## [TASK MATERIAL]
────

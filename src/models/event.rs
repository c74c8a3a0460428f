//! Calendar event model.
//!
//! This module defines the [`CalendarEvent`] input tuple consumed by the
//! calendar export serializer. Events are produced only for assigned
//! schedule entries; unassigned days yield no event.

use chrono::NaiveDate;
use serde::{Deserialize, Serialize};

/// One exportable all-day event: a (date, person, event text) tuple.
#[derive(Debug, Clone, PartialEq, Eq, Serialize, Deserialize)]
pub struct CalendarEvent {
    /// The calendar day the event covers.
    pub date: NaiveDate,
    /// Id of the assigned person; used in the event UID.
    pub person_id: String,
    /// Display name of the assigned person.
    pub display_name: String,
    /// The event title (SUMMARY line, escaped on serialization).
    pub title: String,
    /// The event description (DESCRIPTION line, escaped on serialization).
    pub description: String,
}
//! Anchor assignment pass.
//!
//! Assigns every anchor day (Saturday) before any other day is considered,
//! ranking candidates purely on anchor-specific load so that no later,
//! lower-value day can starve fairness on the highest-value day.

use chrono::{Days, NaiveDate};
use rand::Rng;
use rand::seq::SliceRandom;

use crate::models::{Assignment, Person, Schedule};

use super::fairness::FairnessTracker;
use super::weekend::is_anchor_day;

/// Assigns all anchor days within the expanded day sequence, in ascending
/// date order.
///
/// For each anchor day:
///
/// 1. Candidates are all people not blocked on the day. An empty pool
///    records an explicit unassigned entry and leaves counters untouched.
/// 2. The person who held the anchor day exactly 7 days earlier is removed,
///    but only if at least one candidate remains (soft constraint).
/// 3. Remaining candidates are shuffled, then stably sorted by ascending
///    anchor-day count and total-day count, so equally-ranked candidates
///    are chosen with equal probability rather than in input order.
/// 4. The first candidate is assigned and both of their counters advance.
pub fn assign_anchor_days<R: Rng + ?Sized>(
    days: &[NaiveDate],
    people: &[Person],
    schedule: &mut Schedule,
    tracker: &mut FairnessTracker,
    rng: &mut R,
) {
    for &day in days.iter().filter(|&&day| is_anchor_day(day)) {
        let mut candidates: Vec<&Person> = people
            .iter()
            .filter(|person| person.is_available(day))
            .collect();

        if candidates.is_empty() {
            schedule.set(day, Assignment::Unassigned);
            continue;
        }

        if let Some(previous_holder) = previous_anchor_holder(schedule, day) {
            let without_repeat: Vec<&Person> = candidates
                .iter()
                .copied()
                .filter(|person| person.id != previous_holder)
                .collect();
            if !without_repeat.is_empty() {
                candidates = without_repeat;
            }
        }

        candidates.shuffle(rng);
        candidates.sort_by_key(|person| {
            (tracker.anchor_days(&person.id), tracker.total_days(&person.id))
        });

        let chosen = candidates[0];
        tracker.record_anchor_day(&chosen.id);
        schedule.set(day, Assignment::Person(chosen.id.clone()));
    }
}

/// Returns the id of whoever holds the anchor day exactly one week earlier.
fn previous_anchor_holder(schedule: &Schedule, day: NaiveDate) -> Option<String> {
    let week_earlier = day.checked_sub_days(Days::new(7))?;
    schedule.assigned_person(week_earlier).map(str::to_string)
}

#[cfg(test)]
mod tests {
    use super::*;
    use crate::models::DateRange;
    use rand::SeedableRng;
    use rand::rngs::SmallRng;

    fn date(s: &str) -> NaiveDate {
        NaiveDate::parse_from_str(s, "%Y-%m-%d").unwrap()
    }

    fn person(id: &str, blocked: &[&str]) -> Person {
        Person {
            id: id.to_string(),
            name: id.to_uppercase(),
            blocked_dates: blocked.iter().map(|s| date(s)).collect(),
        }
    }

    fn run_pass(range: (&str, &str), people: &[Person], seed: u64) -> (Schedule, FairnessTracker) {
        let range = DateRange::new(date(range.0), date(range.1)).unwrap();
        let days = range.days();
        let mut schedule = Schedule::new();
        let mut tracker = FairnessTracker::new(people);
        let mut rng = SmallRng::seed_from_u64(seed);
        assign_anchor_days(&days, people, &mut schedule, &mut tracker, &mut rng);
        (schedule, tracker)
    }

    #[test]
    fn test_only_saturdays_are_processed() {
        let people = vec![person("a", &[])];
        // 2024-03-01 (Fri) through 2024-03-14 (Thu): Saturdays are Mar 2 and Mar 9.
        let (schedule, _) = run_pass(("2024-03-01", "2024-03-14"), &people, 1);

        assert_eq!(schedule.len(), 2);
        assert!(schedule.get(date("2024-03-02")).is_some());
        assert!(schedule.get(date("2024-03-09")).is_some());
        assert!(schedule.get(date("2024-03-01")).is_none());
    }

    #[test]
    fn test_blocked_person_is_never_assigned() {
        let people = vec![person("a", &["2024-03-02"]), person("b", &[])];
        let (schedule, _) = run_pass(("2024-03-02", "2024-03-02"), &people, 1);

        assert_eq!(schedule.assigned_person(date("2024-03-02")), Some("b"));
    }

    #[test]
    fn test_empty_pool_yields_explicit_unassigned_without_counter_update() {
        let people = vec![person("a", &["2024-03-02"])];
        let (schedule, tracker) = run_pass(("2024-03-02", "2024-03-02"), &people, 1);

        assert_eq!(
            schedule.get(date("2024-03-02")),
            Some(&Assignment::Unassigned)
        );
        assert_eq!(tracker.total_days("a"), 0);
        assert_eq!(tracker.anchor_days("a"), 0);
    }

    #[test]
    fn test_consecutive_saturdays_alternate_between_two_people() {
        let people = vec![person("a", &[]), person("b", &[])];
        // Four Saturdays: Mar 2, 9, 16, 23.
        let (schedule, _) = run_pass(("2024-03-01", "2024-03-24"), &people, 7);

        let saturdays = [
            date("2024-03-02"),
            date("2024-03-09"),
            date("2024-03-16"),
            date("2024-03-23"),
        ];
        for pair in saturdays.windows(2) {
            assert_ne!(
                schedule.assigned_person(pair[0]),
                schedule.assigned_person(pair[1]),
                "adjacent Saturdays shared an assignee"
            );
        }
    }

    #[test]
    fn test_repeat_avoidance_relaxes_for_a_single_person_roster() {
        let people = vec![person("a", &[])];
        let (schedule, tracker) = run_pass(("2024-03-01", "2024-03-10"), &people, 1);

        assert_eq!(schedule.assigned_person(date("2024-03-02")), Some("a"));
        assert_eq!(schedule.assigned_person(date("2024-03-09")), Some("a"));
        assert_eq!(tracker.anchor_days("a"), 2);
    }

    #[test]
    fn test_anchor_fairness_spread_is_at_most_one() {
        let people = vec![person("a", &[]), person("b", &[]), person("c", &[])];
        // 2024-03-01..2024-04-30: nine Saturdays.
        let (_, tracker) = run_pass(("2024-03-01", "2024-04-30"), &people, 42);

        let counts: Vec<u32> = ["a", "b", "c"]
            .iter()
            .map(|id| tracker.anchor_days(id))
            .collect();
        let max = *counts.iter().max().unwrap();
        let min = *counts.iter().min().unwrap();
        assert_eq!(counts.iter().sum::<u32>(), 9);
        assert!(max - min <= 1, "anchor spread {:?} exceeds 1", counts);
    }

    #[test]
    fn test_fixed_seed_is_deterministic() {
        let people = vec![person("a", &[]), person("b", &[]), person("c", &[])];
        let (first, _) = run_pass(("2024-03-01", "2024-04-30"), &people, 99);
        let (second, _) = run_pass(("2024-03-01", "2024-04-30"), &people, 99);
        assert_eq!(first, second);
    }
}
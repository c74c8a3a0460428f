//! Error types for the roster assignment engine.
//!
//! This module provides strongly-typed errors using the `thiserror` crate
//! for all error conditions that can occur during schedule generation,
//! configuration loading, and calendar export.
//!
//! Two failure modes are deliberately NOT errors: a day for which no
//! eligible candidate exists is recorded as an explicit unassigned entry
//! in the schedule, and a stale assignee encountered while cycling a day
//! falls through to the first eligible candidate.

use chrono::NaiveDate;
use thiserror::Error;

/// The main error type for the roster assignment engine.
///
/// All fallible operations in the engine return this error type, making it
/// easy to handle errors consistently throughout the application.
///
/// # Example
///
/// ```
/// use stable_scheduler::error::EngineError;
/// use chrono::NaiveDate;
///
/// let error = EngineError::InvalidRange {
///     start: NaiveDate::from_ymd_opt(2024, 3, 10).unwrap(),
///     end: NaiveDate::from_ymd_opt(2024, 3, 1).unwrap(),
/// };
/// assert_eq!(
///     error.to_string(),
///     "Invalid date range: start 2024-03-10 is after end 2024-03-01"
/// );
/// ```
#[derive(Debug, Error)]
pub enum EngineError {
    /// The date range's start day falls after its end day.
    ///
    /// Fatal to the generation call; no partial schedule is returned.
    #[error("Invalid date range: start {start} is after end {end}")]
    InvalidRange {
        /// The start day of the rejected range.
        start: NaiveDate,
        /// The end day of the rejected range.
        end: NaiveDate,
    },

    /// The roster contained inconsistent data.
    #[error("Invalid roster field '{field}': {message}")]
    InvalidRoster {
        /// The field that was invalid.
        field: String,
        /// A description of what made the field invalid.
        message: String,
    },

    /// Configuration file was not found at the specified path.
    #[error("Configuration file not found: {path}")]
    ConfigNotFound {
        /// The path that was not found.
        path: String,
    },

    /// Configuration file could not be parsed.
    #[error("Failed to parse configuration file '{path}': {message}")]
    ConfigParseError {
        /// The path to the file that failed to parse.
        path: String,
        /// A description of the parse error.
        message: String,
    },

    /// A schedule entry references a person absent from the roster.
    #[error("Person not found in roster: {id}")]
    PersonNotFound {
        /// The person id that was not found.
        id: String,
    },
}

/// A type alias for Results that return EngineError.
pub type EngineResult<T> = Result<T, EngineError>;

────

## [TASK INSTRUCTIONS]
Look over the records above and filter for each line with the word "chrono".

## [TASK RESPONSE]
use chrono::NaiveDate;
use chrono::{Days, NaiveDate};
use chrono::NaiveDate;
/// use chrono::NaiveDate;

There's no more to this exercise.